Während der Besatzungszeit war Carla Valborg Mikkelsen nicht mehr Teil der „Volksgemeinschaft“, die sich um die Partei herum gebildet hatte, weil sie nicht zurückkehren wollte – obwohl Philip Hoffmann Madsen versuchte, sie zurückzubekommen.

Sie hatte später einige gute Jahre mit den vielen Deutschen, die in den Ort kamen, mit denen sie sprechen konnte, und sie sprach auch mit deutschen Flüchtlingen.

„Ihre Welt öffnete sich mehr, und sie war nicht mehr so einsam“, erklärt die Enkelin. Aber als die Befreiung 1945 kam, sah es nicht gut für sie aus, da Carla Valborg Mikkelsen so viel Zeit mit den Deutschen verbracht hatte.

Carla Valborg Mikkelsens größter Traum war es, Schriftstellerin zu werden. Nach dem Krieg hat sie einige Kurzgeschichten über die Zeit vor und während des Krieges geschrieben.

„Ihre Schriften können als Verteidigungsschriften bezeichnet werden. Sie habe Kontakt zu den deutschen Soldaten, zu deutschen Flüchtlingen gehabt und ihr Mann habe für die Deutschen gearbeitet“, sagt Jacob Hvid Mikkelsen.

Nach der Befreiung wurde das Paar von einem konkurrierenden Maurermeister beschuldigt, deutschfreundlich zu sein, aber es gelang ihnen, sich von dem Vorwurf zu befreien.

Danach dachte sie, sie müsste sich rechtfertigen. Carla und ihr Mann waren nicht die einzigen, die während des Krieges für die Deutschen gearbeitet hatten. Ab 1943 fanden mehrere andere Führer der Stadt Kriegsarbeit und vor allem war einer unter ihnen Christian Bjerg. Etwas, das er später erklären musste.

Nach dem Krieg kehrte in Agersted der Alltag allmählich wieder zurück. Die schlimmsten Sympathisanten der Nazis wurden von Freiheitskämpfern aufgegriffen. „Nach dem Krieg gab es einen ungeschriebenen Vertrag, über den sie später nicht mehr sprachen. Der Alltag sollte weitergehen. Auch wenn der Nachbar ein Nazi gewesen war – ja, es war okay – und dann ging der Alltag weiter“, erklärt Carla Valborg Mikkelsens Enkelin.

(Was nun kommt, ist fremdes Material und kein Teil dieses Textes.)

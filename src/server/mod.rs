use self::{auth::AuthMethodSelector, handlers::BurrowSocks5Handler};
use crate::{
    common::logging::{log_closed_tcp_conn, log_closed_tcp_conn_with_error, log_opened_tcp_conn},
    net::tcp::{connection::BurrowTcpConnection, listener::BurrowTcpListener},
};
use anyhow::Result;
use log::{error, info, warn};
use std::{net::SocketAddr, sync::Arc};

pub mod auth;

mod handlers;

pub struct BurrowServer<A> {
    addr: SocketAddr,
    conn_limit: usize,
    selector: Arc<A>,
}

impl<A> BurrowServer<A>
where
    A: AuthMethodSelector + Send + Sync + 'static,
{
    pub fn new(addr: SocketAddr, conn_limit: usize, selector: A) -> BurrowServer<A> {
        BurrowServer {
            addr,
            conn_limit,
            selector: Arc::new(selector),
        }
    }

    /// Binds the listener and serves SOCKS5 clients until the first bind
    /// failure. Per-connection failures never escalate to this level.
    pub async fn run(&self) -> Result<()> {
        let mut listener = self.bind().await?;
        loop {
            match listener.accept().await {
                Ok(conn) => self.on_new_peer_connected(conn),
                Err(err) => warn!("Error while accepting the TCP connection: {}", err),
            }
        }
    }

    async fn bind(&self) -> Result<BurrowTcpListener> {
        let listener = BurrowTcpListener::bind(self.addr, self.conn_limit).await?;
        info!("Listening on {}", self.addr);

        Ok(listener)
    }

    fn on_new_peer_connected(&self, conn: BurrowTcpConnection) {
        log_opened_tcp_conn!(conn.peer_addr());

        // Supply handling of the new peer to a separate task: one task per
        // accepted connection, nothing shared across connections.
        let mut handler = BurrowSocks5Handler::new(conn, Arc::clone(&self.selector));

        tokio::spawn(async move {
            let peer_addr = handler.peer_addr();
            match handler.handle().await {
                Ok(()) => log_closed_tcp_conn!(peer_addr),
                Err(err) => log_closed_tcp_conn_with_error!(peer_addr, err),
            }
        });
    }
}
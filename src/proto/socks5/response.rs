use super::{consts, ReplyStatus};
use crate::{
    common::error::{BurrowError, InvalidValue},
    io::{Decode, Encode},
    net::Address,
};
use anyhow::{ensure, Result};
use bytes::{BufMut, BytesMut};
use tokio::io::{AsyncReadExt, AsyncWriteExt};

// The server selects from one of the methods given in METHODS, and
// sends a METHOD selection message:
// +----+--------+
// |VER | METHOD |
// +----+--------+
// | 1  |   1    |
// +----+--------+

#[derive(Debug, PartialEq)]
pub struct HandshakeResponse {
    method: u8,
}

impl HandshakeResponse {
    pub fn builder() -> HandshakeResponseBuilder {
        HandshakeResponseBuilder { method: None }
    }

    pub fn method(&self) -> u8 {
        self.method
    }
}

impl Encode for HandshakeResponse {
    async fn write_to<T: AsyncWriteExt + Unpin>(&self, stream: &mut T) -> Result<()> {
        let response: [u8; 2] = [consts::SOCKS5_VERSION, self.method];
        stream.write_all(&response).await?;
        Ok(())
    }
}

impl Decode for HandshakeResponse {
    async fn read_from<T: AsyncReadExt + Unpin>(stream: &mut T) -> Result<Self> {
        let mut response: [u8; 2] = [0, 0];
        stream.read_exact(&mut response).await?;

        let (version, method) = (response[0], response[1]);
        ensure!(
            version == consts::SOCKS5_VERSION,
            BurrowError::DataError(InvalidValue::ProtocolVersion(version))
        );

        Ok(HandshakeResponse { method })
    }
}

pub struct HandshakeResponseBuilder {
    method: Option<u8>,
}

impl HandshakeResponseBuilder {
    pub fn with_auth_method(&mut self, selected_method: u8) -> &mut HandshakeResponseBuilder {
        debug_assert!(self.method.is_none(), "should be unset");
        self.method = Some(selected_method);
        self
    }

    pub fn with_no_acceptable_method(&mut self) -> &mut HandshakeResponseBuilder {
        debug_assert!(self.method.is_none(), "should be unset");
        self.method = Some(consts::auth::SOCKS5_AUTH_METHOD_NOT_ACCEPTABLE);
        self
    }

    pub fn build(&self) -> HandshakeResponse {
        HandshakeResponse {
            method: self.method.expect("Expected selected authentication method"),
        }
    }
}

// The server evaluates the relay request, and returns a reply formed as follows:
// +----+-----+-------+------+----------+----------+
// |VER | REP |  RSV  | ATYP | BND.ADDR | BND.PORT |
// +----+-----+-------+------+----------+----------+
// | 1  |  1  | X'00' |  1   | Variable |    2     |
// +----+-----+-------+------+----------+----------+

#[derive(Debug, PartialEq)]
pub struct RelayResponse {
    bound_addr: Address,
    status: ReplyStatus,
}

impl RelayResponse {
    pub fn builder() -> RelayResponseBuilder {
        RelayResponseBuilder {
            bound_addr: None,
            status: None,
        }
    }

    pub fn status(&self) -> ReplyStatus {
        self.status
    }

    pub fn bound_addr(&self) -> &Address {
        &self.bound_addr
    }
}

impl Encode for RelayResponse {
    async fn write_to<T: AsyncWriteExt + Unpin>(&self, stream: &mut T) -> Result<()> {
        let mut bytes = BytesMut::new();
        bytes.put_slice(&[consts::SOCKS5_VERSION, self.status.as_u8(), 0x00]);
        self.bound_addr.write_to(&mut bytes);
        stream.write_all(&bytes).await?;
        Ok(())
    }
}

impl Decode for RelayResponse {
    async fn read_from<T: AsyncReadExt + Unpin>(stream: &mut T) -> Result<Self> {
        let mut header: [u8; 3] = [0, 0, 0];
        stream.read_exact(&mut header).await?;

        let (version, code) = (header[0], header[1]);
        ensure!(
            version == consts::SOCKS5_VERSION,
            BurrowError::DataError(InvalidValue::ProtocolVersion(version))
        );

        let status = ReplyStatus::from_u8(code);
        let bound_addr = Address::read_from(stream).await?;

        Ok(RelayResponse { bound_addr, status })
    }
}

pub struct RelayResponseBuilder {
    bound_addr: Option<Address>,
    status: Option<ReplyStatus>,
}

impl RelayResponseBuilder {
    pub fn with_success(&mut self) -> &mut RelayResponseBuilder {
        debug_assert!(self.status.is_none(), "should be unset");
        self.status = Some(ReplyStatus::Succeeded);
        self
    }

    pub fn with_err(&mut self, err: anyhow::Error) -> &mut RelayResponseBuilder {
        debug_assert!(self.status.is_none(), "should be unset");
        self.status = Some(ReplyStatus::from(err));
        self
    }

    /// Reply address. The engine echoes the endpoint requested by the
    /// client here, so any `Address` variant may appear.
    pub fn with_bound_address(&mut self, bound_addr: Address) -> &mut RelayResponseBuilder {
        debug_assert!(self.bound_addr.is_none(), "should be unset");
        self.bound_addr = Some(bound_addr);
        self
    }

    pub fn build(&self) -> RelayResponse {
        RelayResponse {
            bound_addr: self.bound_addr.clone().expect("Bound address expected"),
            status: self.status.expect("Reply status expected"),
        }
    }
}
//! HTTP server facade with Axum, error envelope, request validation, and OpenAPI support.

use anyhow::Context;
use axum::{routing::get, Json, Router};
use serde::Serialize;

use library_db::DbPool;
use library_kernel::{settings::Settings, ModuleRegistry};

pub mod error;
pub mod router;
pub mod validation;

pub use error::{AppError, AppResult};
pub use validation::{FieldError, Validate, ValidatedJson};

use router::RouterBuilder;

/// Start the HTTP server and serve until Ctrl-C or SIGTERM
pub async fn start_server(
    registry: &ModuleRegistry,
    settings: &Settings,
    db: DbPool,
) -> anyhow::Result<()> {
    let address = settings.server.bind_address();
    tracing::info!("starting HTTP server on {}", address);

    let app = build_router(registry, settings, db);

    let listener = tokio::net::TcpListener::bind(&address)
        .await
        .with_context(|| format!("failed to bind to {}", address))?;

    tracing::info!("HTTP server listening on http://{}", address);

    axum::serve(listener, app)
        .with_graceful_shutdown(shutdown_signal())
        .await
        .context("HTTP server failed")?;

    tracing::info!("HTTP server stopped");
    Ok(())
}

/// Build the main HTTP router with all module routes merged
pub fn build_router(registry: &ModuleRegistry, settings: &Settings, db: DbPool) -> Router {
    let mut router_builder = RouterBuilder::new().route("/healthz", get(health_check));

    for module in registry.modules() {
        tracing::info!(module = module.name(), "mounting module routes");
        router_builder = router_builder.mount_module(module.routes(db.clone()));
    }

    router_builder
        .with_openapi(registry)
        .with_fallback()
        .with_timeout(settings.server.request_timeout_ms)
        .with_tracing()
        .with_request_id()
        .with_cors()
        .build()
}

#[derive(Debug, Serialize)]
struct HealthResponse {
    status: &'static str,
}

/// Liveness only; the store is not consulted
async fn health_check() -> Json<HealthResponse> {
    Json(HealthResponse { status: "ok" })
}

async fn shutdown_signal() {
    let ctrl_c = async {
        if let Err(err) = tokio::signal::ctrl_c().await {
            tracing::error!(error = %err, "failed to listen for Ctrl-C");
        }
    };

    #[cfg(unix)]
    let terminate = async {
        match tokio::signal::unix::signal(tokio::signal::unix::SignalKind::terminate()) {
            Ok(mut signal) => {
                signal.recv().await;
            }
            Err(err) => {
                tracing::error!(error = %err, "failed to listen for SIGTERM");
                std::future::pending::<()>().await;
            }
        }
    };

    #[cfg(not(unix))]
    let terminate = std::future::pending::<()>();

    tokio::select! {
        _ = ctrl_c => {},
        _ = terminate => {},
    }

    tracing::info!("shutdown signal received");
}
pub mod models;
pub mod repository;
pub mod routes;
pub mod service;

use async_trait::async_trait;
use axum::Router;
use library_db::DbPool;
use library_kernel::{InitCtx, Migration, Module};
use serde_json::{json, Value};

pub use models::{Book, BookOut, CreateBook};
pub use repository::BookRepo;
pub use service::BookService;

/// Books module: book CRUD joined with author names, owner of the `books` table
pub struct BooksModule;

impl BooksModule {
    pub const fn new() -> Self {
        Self
    }
}

impl Default for BooksModule {
    fn default() -> Self {
        Self::new()
    }
}

fn error_response(description: &str) -> Value {
    json!({
        "description": description,
        "content": {
            "application/json": {
                "schema": { "$ref": "#/components/schemas/ErrorResponse" }
            }
        }
    })
}

fn book_id_parameter() -> Value {
    json!({
        "name": "book_id",
        "in": "path",
        "required": true,
        "schema": { "type": "string", "format": "uuid" }
    })
}

#[async_trait]
impl Module for BooksModule {
    fn name(&self) -> &'static str {
        "books"
    }

    async fn init(&self, ctx: &InitCtx<'_>) -> anyhow::Result<()> {
        tracing::info!(
            module = self.name(),
            environment = ?ctx.settings.environment,
            "books module initialized"
        );
        Ok(())
    }

    fn routes(&self, db: DbPool) -> Router {
        routes::router(db)
    }

    fn openapi(&self) -> Option<Value> {
        Some(json!({
            "paths": {
                "/books": {
                    "post": {
                        "summary": "Create a book",
                        "tags": ["Books"],
                        "requestBody": {
                            "required": true,
                            "content": {
                                "application/json": {
                                    "schema": { "$ref": "#/components/schemas/BookCreate" }
                                }
                            }
                        },
                        "responses": {
                            "201": {
                                "description": "Book created",
                                "content": {
                                    "application/json": {
                                        "schema": { "$ref": "#/components/schemas/BookOut" }
                                    }
                                }
                            },
                            "400": error_response("Referenced author does not exist"),
                            "409": error_response("Author already has a book with that title"),
                            "422": error_response("Validation error")
                        }
                    },
                    "get": {
                        "summary": "List books",
                        "tags": ["Books"],
                        "responses": {
                            "200": {
                                "description": "All books with their author names",
                                "content": {
                                    "application/json": {
                                        "schema": {
                                            "type": "array",
                                            "items": { "$ref": "#/components/schemas/BookOut" }
                                        }
                                    }
                                }
                            }
                        }
                    }
                },
                "/books/{book_id}": {
                    "get": {
                        "summary": "Get a book",
                        "tags": ["Books"],
                        "parameters": [book_id_parameter()],
                        "responses": {
                            "200": {
                                "description": "The book",
                                "content": {
                                    "application/json": {
                                        "schema": { "$ref": "#/components/schemas/BookOut" }
                                    }
                                }
                            },
                            "404": error_response("Book not found")
                        }
                    },
                    "delete": {
                        "summary": "Delete a book",
                        "tags": ["Books"],
                        "parameters": [book_id_parameter()],
                        "responses": {
                            "204": { "description": "Book deleted" },
                            "404": error_response("Book not found")
                        }
                    }
                }
            },
            "components": {
                "schemas": {
                    "BookCreate": {
                        "type": "object",
                        "properties": {
                            "title": {
                                "type": "string",
                                "minLength": 1,
                                "maxLength": models::TITLE_MAX_CHARS,
                                "description": "Book title; surrounding whitespace is trimmed"
                            },
                            "author_id": { "type": "string", "format": "uuid" }
                        },
                        "required": ["title", "author_id"]
                    },
                    "BookOut": {
                        "type": "object",
                        "properties": {
                            "id": { "type": "string", "format": "uuid" },
                            "title": { "type": "string" },
                            "author_id": { "type": "string", "format": "uuid" },
                            "author_name": { "type": "string" },
                            "created_at": { "type": "string", "format": "date-time" },
                            "updated_at": { "type": "string", "format": "date-time" }
                        },
                        "required": ["id", "title", "author_id", "author_name", "created_at", "updated_at"]
                    }
                }
            }
        }))
    }

    fn migrations(&self) -> Vec<Migration> {
        vec![Migration {
            id: "001_init",
            up: r#"
                CREATE TABLE books (
                    id         BLOB PRIMARY KEY NOT NULL,
                    title      TEXT NOT NULL CHECK (length(title) BETWEEN 1 AND 100),
                    author_id  BLOB NOT NULL REFERENCES authors (id) ON DELETE CASCADE,
                    created_at TEXT NOT NULL,
                    updated_at TEXT NOT NULL,
                    CONSTRAINT uq_books_author_title UNIQUE (author_id, title)
                );
                CREATE INDEX idx_books_title ON books (title);
                CREATE INDEX idx_books_author_id ON books (author_id);
                CREATE TRIGGER trg_books_updated_at
                    AFTER UPDATE ON books
                    FOR EACH ROW WHEN NEW.updated_at = OLD.updated_at
                BEGIN
                    UPDATE books
                       SET updated_at = strftime('%Y-%m-%dT%H:%M:%f+00:00', 'now')
                     WHERE id = NEW.id;
                END;
                "#,
        }]
    }

    async fn start(&self, _ctx: &InitCtx<'_>) -> anyhow::Result<()> {
        tracing::info!(module = self.name(), "books module started");
        Ok(())
    }

    async fn stop(&self) -> anyhow::Result<()> {
        tracing::info!(module = self.name(), "books module stopped");
        Ok(())
    }
}

/// Create a new instance of the books module
pub fn create_module() -> std::sync::Arc<dyn Module> {
    std::sync::Arc::new(BooksModule::new())
}
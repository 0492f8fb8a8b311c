//! Core traits, layered settings, and the module registry.

pub mod module;
pub mod registry;
pub mod settings;

pub use library_db::Migration;
pub use module::{InitCtx, Module};
pub use registry::ModuleRegistry;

Sie selbst ist in Agersted aufgewachsen und hat erlebt, wie die Menschen in dem Dorf am 4. Mai nicht wie an vielen anderen Orten in Dänemark Licht in die Fenster stellten.

„Sie wollen sich nicht in eine Wunde fassen. Agersted war einer der wenigen Orte in Dänemark, in denen nach dem Krieg freiwillig deutsche Flüchtlinge aufgenommen wurden – und einige hielten bis zuletzt am Nationalsozialismus fest“, sagt Jacob Hvid Mikkelsen.

Philip Hoffmann Madsen wurde 1947 zu 6 Jahren Gefängnis verurteilt und wanderte dann nach Argentinien aus. Carla Valborg Mikkelsen blieb bis zu ihrem Tod 1976 in Agersted.